# Stored data
⟨

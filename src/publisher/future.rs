//! A single-value source that runs once, eagerly.

use std::{
  future::Future,
  sync::{Arc, Weak},
};

use futures::task::{Spawn, SpawnError, SpawnExt};
use parking_lot::Mutex;

use crate::{
  demand::Demand,
  publisher::Publisher,
  subscriber::{Completion, Subscriber},
  subscription::{Emitter, Subscription},
};

struct Outcome<Item, Err> {
  result: Option<Result<Item, Err>>,
  // Set when the promise was dropped unresolved.
  abandoned: bool,
  waiting: Vec<Arc<Emitter<Item, Err>>>,
}

type SharedOutcome<Item, Err> = Arc<Mutex<Outcome<Item, Err>>>;

/// The write end of a [`FuturePublisher`]. Resolving consumes it, so a
/// publisher resolves at most once. Dropping it unresolved finishes every
/// subscriber without a value.
pub struct Promise<Item, Err>(SharedOutcome<Item, Err>);

impl<Item, Err> Promise<Item, Err>
where
  Item: Clone,
  Err: Clone,
{
  /// Settles the publisher and hands the outcome to everyone waiting.
  pub fn resolve(self, result: Result<Item, Err>) {
    let waiting = {
      let mut outcome = self.0.lock();
      outcome.result = Some(result.clone());
      std::mem::take(&mut outcome.waiting)
    };
    for emitter in waiting {
      deliver(&emitter, result.clone());
    }
  }
}

impl<Item, Err> Drop for Promise<Item, Err> {
  fn drop(&mut self) {
    let waiting = {
      let mut outcome = self.0.lock();
      if outcome.result.is_some() {
        return;
      }
      outcome.abandoned = true;
      std::mem::take(&mut outcome.waiting)
    };
    tracing::debug!(waiting = waiting.len(), "promise dropped unresolved");
    for emitter in waiting {
      emitter.finish(Completion::Finished);
    }
  }
}

fn deliver<Item, Err>(emitter: &Emitter<Item, Err>, result: Result<Item, Err>) {
  match result {
    Ok(value) => {
      emitter.push(value);
      emitter.finish(Completion::Finished);
    }
    Err(e) => emitter.finish(Completion::Failed(e)),
  }
}

/// A computation producing exactly one value or one failure.
///
/// The work starts when the publisher is built, whether or not anyone
/// subscribes. Every subscriber receives the same outcome: right away if it
/// is already known, otherwise once it resolves. The value is held back until
/// the subscriber asks for it.
pub struct FuturePublisher<Item, Err>(SharedOutcome<Item, Err>);

impl<Item, Err> Clone for FuturePublisher<Item, Err> {
  fn clone(&self) -> Self { FuturePublisher(self.0.clone()) }
}

impl<Item, Err> FuturePublisher<Item, Err>
where
  Item: Clone,
  Err: Clone,
{
  /// Runs `work` immediately with the promise that settles this publisher.
  ///
  /// ```
  /// use rxstream::prelude::*;
  ///
  /// let answer = FuturePublisher::<u32, ()>::new(|promise| promise.resolve(Ok(42)));
  /// let seen = std::sync::Arc::new(std::sync::Mutex::new(None));
  /// let out = seen.clone();
  /// let _handle = answer.sink(move |v| *out.lock().unwrap() = Some(v), |_| {});
  /// assert_eq!(*seen.lock().unwrap(), Some(42));
  /// ```
  pub fn new(work: impl FnOnce(Promise<Item, Err>)) -> Self {
    let outcome = Arc::new(Mutex::new(Outcome { result: None, abandoned: false, waiting: vec![] }));
    work(Promise(outcome.clone()));
    FuturePublisher(outcome)
  }

  /// A publisher already settled with `result`.
  pub fn resolved(result: Result<Item, Err>) -> Self {
    Self::new(|promise| promise.resolve(result))
  }

  /// Drives `future` on `spawner` and settles with its output.
  pub fn spawn<F, Sp>(future: F, spawner: &Sp) -> Result<Self, SpawnError>
  where
    F: Future<Output = Result<Item, Err>> + Send + 'static,
    Sp: Spawn + ?Sized,
    Item: Send + 'static,
    Err: Send + 'static,
  {
    let mut spawned = Ok(());
    let publisher =
      Self::new(|promise| spawned = spawner.spawn(async move { promise.resolve(future.await) }));
    spawned.map(|_| publisher)
  }
}

impl<Item, Err> Publisher for FuturePublisher<Item, Err>
where
  Item: Clone + Send + 'static,
  Err: Clone + Send + 'static,
{
  type Item = Item;
  type Err = Err;

  fn subscribe<S>(&self, subscriber: S)
  where
    S: Subscriber<Item, Err> + 'static,
  {
    let emitter = Arc::new(Emitter::new(subscriber));
    let (settled, abandoned) = {
      let mut outcome = self.0.lock();
      if outcome.result.is_none() && !outcome.abandoned {
        outcome.waiting.push(emitter.clone());
      }
      (outcome.result.clone(), outcome.abandoned)
    };
    emitter.start(Arc::new(FutureSubscription {
      emitter: emitter.clone(),
      outcome: Arc::downgrade(&self.0),
    }));
    if let Some(result) = settled {
      deliver(&emitter, result);
    } else if abandoned {
      emitter.finish(Completion::Finished);
    }
  }
}

/// Leaves the waiting list on cancel, so an unresolved publisher does not
/// hold on to subscribers that are gone.
struct FutureSubscription<Item, Err> {
  emitter: Arc<Emitter<Item, Err>>,
  outcome: Weak<Mutex<Outcome<Item, Err>>>,
}

impl<Item: Send, Err: Send> Subscription for FutureSubscription<Item, Err> {
  fn request(&self, demand: Demand) { self.emitter.request(demand) }

  fn cancel(&self) {
    self.emitter.close();
    if let Some(outcome) = self.outcome.upgrade() {
      outcome.lock().waiting.retain(|e| !Arc::ptr_eq(e, &self.emitter));
    }
  }
}

impl<Item, Err> FuturePublisher<Item, Err> {
  #[cfg(test)]
  fn waiting_count(&self) -> usize { self.0.lock().waiting.len() }
}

⟩

Wherever the string "resolves" appears in the data above, copy the line it sits in.

# EXERCISE RESULT
/// publisher resolves at most once. Dropping it unresolved finishes every
/// is already known, otherwise once it resolves. The value is held back until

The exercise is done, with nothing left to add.